(Provided information begins)

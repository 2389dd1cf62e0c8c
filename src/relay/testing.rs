use std::sync::Mutex;
use tokio::sync::mpsc;
use tokio::sync::mpsc::error::TryRecvError;

use crate::relay::service::RelayEvent;
use crate::relay::upstream::{ConnectionId, UpstreamConnector};

/// In-memory connector that records every connection it is asked to open
/// and the commands written to each.
#[derive(Default)]
pub struct RecordingConnector {
    connections: Mutex<Vec<(ConnectionId, mpsc::UnboundedReceiver<String>)>>,
}

impl RecordingConnector {
    pub fn opened(&self) -> Vec<ConnectionId> {
        self.connections.lock().unwrap().iter().map(|(id, _)| *id).collect()
    }

    /// Drains the commands written to connection `id` since the last call.
    pub fn sent(&self, id: ConnectionId) -> Vec<String> {
        let mut connections = self.connections.lock().unwrap();
        let mut sent = Vec::new();
        if let Some((_, rx)) = connections.iter_mut().find(|(opened, _)| *opened == id) {
            while let Ok(command) = rx.try_recv() {
                sent.push(command);
            }
        }
        sent
    }

    pub fn is_dropped(&self, id: ConnectionId) -> bool {
        let mut connections = self.connections.lock().unwrap();
        connections
            .iter_mut()
            .find(|(opened, _)| *opened == id)
            .map(|(_, rx)| matches!(rx.try_recv(), Err(TryRecvError::Disconnected)))
            .unwrap_or(false)
    }
}

impl UpstreamConnector for RecordingConnector {
    fn open(&self, connection: ConnectionId, _events: mpsc::Sender<RelayEvent>) -> mpsc::UnboundedSender<String> {
        let (tx, rx) = mpsc::unbounded_channel();
        self.connections.lock().unwrap().push((connection, rx));
        tx
    }
}
impl MutationPipeline {
    /// Creates a pipeline granting every lock permission.
    pub fn new(
        store: Arc<dyn ResourceStore>,
        evaluator: Arc<dyn QueryEvaluator>,
        config: PipelineConfig,
    ) -> Self {
        Self::with_permissions(store, evaluator, Arc::new(AllowAll), config)
    }

    /// Creates a pipeline whose lock table checks `permissions`.
    pub fn with_permissions(
        store: Arc<dyn ResourceStore>,
        evaluator: Arc<dyn QueryEvaluator>,
        permissions: Arc<dyn PermissionChecker>,
        config: PipelineConfig,
    ) -> Self {
        let locks = Arc::new(DocumentLockTable::new(permissions, &config));
        let resolver = Arc::new(ConfigResolver::new(Arc::clone(&store), config.clone()));
        let diagnostics = Arc::new(TriggerDiagnostics::with_max_history(
            config.diagnostics_history,
        ));
        let dispatcher = TriggerDispatcher::new(Arc::clone(&resolver), evaluator, diagnostics);
        Self {
            store,
            resolver,
            dispatcher,
            locks,
            config,
            touched: Mutex::new(HashMap::new()),
        }
    }

    /// Replaces the lock table, e.g. one with a manual clock.
    #[must_use]
    pub fn with_lock_table(mut self, locks: Arc<DocumentLockTable>) -> Self {
        self.locks = locks;
        self
    }

    /// Runs one mutation inside `txn`.
    ///
    /// # Errors
    ///
    /// - [`MutationError::Locked`] if a client request hits another owner's
    ///   advisory lock
    /// - [`MutationError::Trigger`] if a Before-phase hook or its
    ///   configuration fails
    /// - [`MutationError::Storage`] if the store rejects the change
    ///
    /// On error nothing was changed by this call; hooks that already ran
    /// may have made changes in `txn`, so the caller should roll it back
    /// with [`Self::abort`].
    #[instrument(
        skip(self, ctx, txn, mutation),
        fields(event = %LifecycleEvent::of(&mutation), path = %mutation.source(), txn = %txn.id())
    )]
    pub fn perform(
        &self,
        ctx: &mut ExecutionContext,
        txn: &Transaction,
        mutation: Mutation,
    ) -> MutationResult<()> {
        let event = LifecycleEvent::of(&mutation);
        self.check_advisory_locks(ctx, &mutation)?;

        let source = mutation.source().clone();
        let destination = mutation.destination().cloned();
        self.dispatcher.dispatch(
            self,
            ctx,
            txn,
            event,
            Phase::Before,
            &source,
            destination.as_ref(),
        )?;

        if let Err(e) = self.store.perform_mutation(txn, &mutation) {
            ctx.abandon_parked(&source);
            warn!(error = %e, "store rejected mutation");
            return Err(e.into());
        }

        self.dispatcher.dispatch(
            self,
            ctx,
            txn,
            event,
            Phase::After,
            &source,
            destination.as_ref(),
        )?;

        self.release_locks(&mutation);
        self.invalidate_config(txn, &mutation);
        debug!("mutation applied");
        Ok(())
    }

    /// Runs `f` in a new transaction, committing on `Ok` and aborting on
    /// `Err`.
    ///
    /// # Errors
    ///
    /// Returns the error of `f`, or a storage error if the transaction
    /// cannot be opened or committed. A failed abort is logged and does not
    /// replace the original error.
    pub fn transaction<F, T>(&self, ctx: &mut ExecutionContext, f: F) -> MutationResult<T>
    where
        F: FnOnce(&mut HookSession<'_>) -> MutationResult<T>,
    {
        let txn = self.store.open_transaction()?;
        let result = {
            let mut session = HookSession::new(ctx, &txn, self);
            f(&mut session)
        };
        match result {
            Ok(value) => {
                self.commit(&txn)?;
                Ok(value)
            }
            Err(e) => {
                // Don't mask the original error
                if let Err(abort_err) = self.abort(&txn) {
                    warn!(txn = %txn.id(), error = %abort_err, "failed to abort transaction");
                }
                Err(e)
            }
        }
    }

    /// Commits `txn`.
    ///
    /// # Errors
    ///
    /// Returns a storage error if the store cannot commit. Configuration
    /// the transaction changed is then treated as rolled back.
    pub fn commit(&self, txn: &Transaction) -> MutationResult<()> {
        let result = self.store.commit(txn);
        self.settle(txn, result.is_err());
        result.map_err(Into::into)
    }

    /// Aborts `txn` and drops cached configuration that was resolved from
    /// its changes.
    ///
    /// # Errors
    ///
    /// Returns a storage error if the store cannot abort. The cache is
    /// invalidated either way.
    pub fn abort(&self, txn: &Transaction) -> MutationResult<()> {
        let result = self.store.abort(txn);
        self.settle(txn, true);
        result.map_err(Into::into)
    }

    fn settle(&self, txn: &Transaction, rolled_back: bool) {
        let Some(collections) = self.touched.lock().remove(&txn.id()) else {
            return;
        };
        if rolled_back {
            for collection in &collections {
                self.resolver.invalidate(collection);
            }
            debug!(txn = %txn.id(), collections = collections.len(), "invalidated configuration of rolled back transaction");
        }
    }

    /// Refuses client mutations of documents another owner has locked.
    fn check_advisory_locks(
        &self,
        ctx: &ExecutionContext,
        mutation: &Mutation,
    ) -> MutationResult<()> {
        if !self.config.enforce_advisory_locks {
            return Ok(());
        }
        let Some(principal) = ctx.principal() else {
            return Ok(());
        };

        let foreign = |path: &DbPath| {
            self.locks
                .current_lock(path)
                .filter(|token| token.owner != *principal)
        };
        let conflict = match mutation {
            Mutation::CreateDocument { path, .. }
            | Mutation::UpdateDocument { path, .. }
            | Mutation::DeleteDocument { path } => foreign(path),
            Mutation::CopyDocument { destination, .. } => foreign(destination),
            Mutation::MoveDocument {
                source,
                destination,
            } => foreign(source).or_else(|| foreign(destination)),
            Mutation::MoveCollection { source: path, .. } | Mutation::DeleteCollection { path } => {
                self.locks
                    .locks_under(path)
                    .into_iter()
                    .find(|token| token.owner != *principal)
            }
            Mutation::CreateCollection { .. }
            | Mutation::UpdateCollection { .. }
            | Mutation::CopyCollection { .. } => None,
        };

        match conflict {
            Some(token) => {
                debug!(path = %token.document_path, owner = %token.owner, "advisory lock conflict");
                Err(MutationError::Locked {
                    path: token.document_path,
                    owner: token.owner,
                })
            }
            None => Ok(()),
        }
    }

    fn release_locks(&self, mutation: &Mutation) {
        match mutation {
            Mutation::DeleteDocument { path }
            | Mutation::MoveDocument { source: path, .. } => {
                self.locks.release_document(path);
            }
            Mutation::DeleteCollection { path }
            | Mutation::MoveCollection { source: path, .. } => {
                self.locks.release_subtree(path);
            }
            _ => {}
        }
    }

    fn invalidate_config(&self, txn: &Transaction, mutation: &Mutation) {
        let source = mutation.source();
        let affected = self
            .resolver
            .affected_collections(source, mutation.destination());
        for collection in &affected {
            self.resolver.invalidate(collection);
        }
        if mutation.targets_collection() && mutation.removes_source() {
            self.resolver.invalidate(source);
        }
        if affected.is_empty() {
            return;
        }

        let mut touched = self.touched.lock();
        let pending = touched.entry(txn.id()).or_default();
        for collection in affected {
            if !pending.contains(&collection) {
                pending.push(collection);
            }
        }
    }

    /// Returns the configuration resolver.
    #[must_use]
    pub fn resolver(&self) -> &Arc<ConfigResolver> {
        &self.resolver
    }

    /// Returns the advisory lock table.
    #[must_use]
    pub fn locks(&self) -> &Arc<DocumentLockTable> {
        &self.locks
    }

    /// Returns the After-phase failure channel.
    #[must_use]
    pub fn diagnostics(&self) -> &Arc<TriggerDiagnostics> {
        self.dispatcher.diagnostics()
    }

    /// Returns the store.
    #[must_use]
    pub fn store(&self) -> &Arc<dyn ResourceStore> {
        &self.store
    }

    /// Returns the configuration.
    #[must_use]
    pub const fn config(&self) -> &PipelineConfig {
        &self.config
    }
}

impl MutationHost for MutationPipeline {
    fn perform(
        &self,
        ctx: &mut ExecutionContext,
        txn: &Transaction,
        mutation: Mutation,
    ) -> MutationResult<()> {
        Self::perform(self, ctx, txn, mutation)
    }
}

impl std::fmt::Debug for MutationPipeline {
    fn fmt(&self, f: &mut std::fmt::Formatter<'_>) -> std::fmt::Result {
        f.debug_struct("MutationPipeline")
            .field("resolver", &self.resolver)
            .field("locks", &self.locks)
            .finish_non_exhaustive()
    }
}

(Provided information ends)

Exercise prompt: Copy exactly the lines from the one with "Returns the store." through the last line of the material, keeping both ends.

Finished task:
    /// Returns the store.
    #[must_use]
    pub fn store(&self) -> &Arc<dyn ResourceStore> {
        &self.store
    }

    /// Returns the configuration.
    #[must_use]
    pub const fn config(&self) -> &PipelineConfig {
        &self.config
    }
}

impl MutationHost for MutationPipeline {
    fn perform(
        &self,
        ctx: &mut ExecutionContext,
        txn: &Transaction,
        mutation: Mutation,
    ) -> MutationResult<()> {
        Self::perform(self, ctx, txn, mutation)
    }
}

impl std::fmt::Debug for MutationPipeline {
    fn fmt(&self, f: &mut std::fmt::Formatter<'_>) -> std::fmt::Result {
        f.debug_struct("MutationPipeline")
            .field("resolver", &self.resolver)
            .field("locks", &self.locks)
            .finish_non_exhaustive()
    }
}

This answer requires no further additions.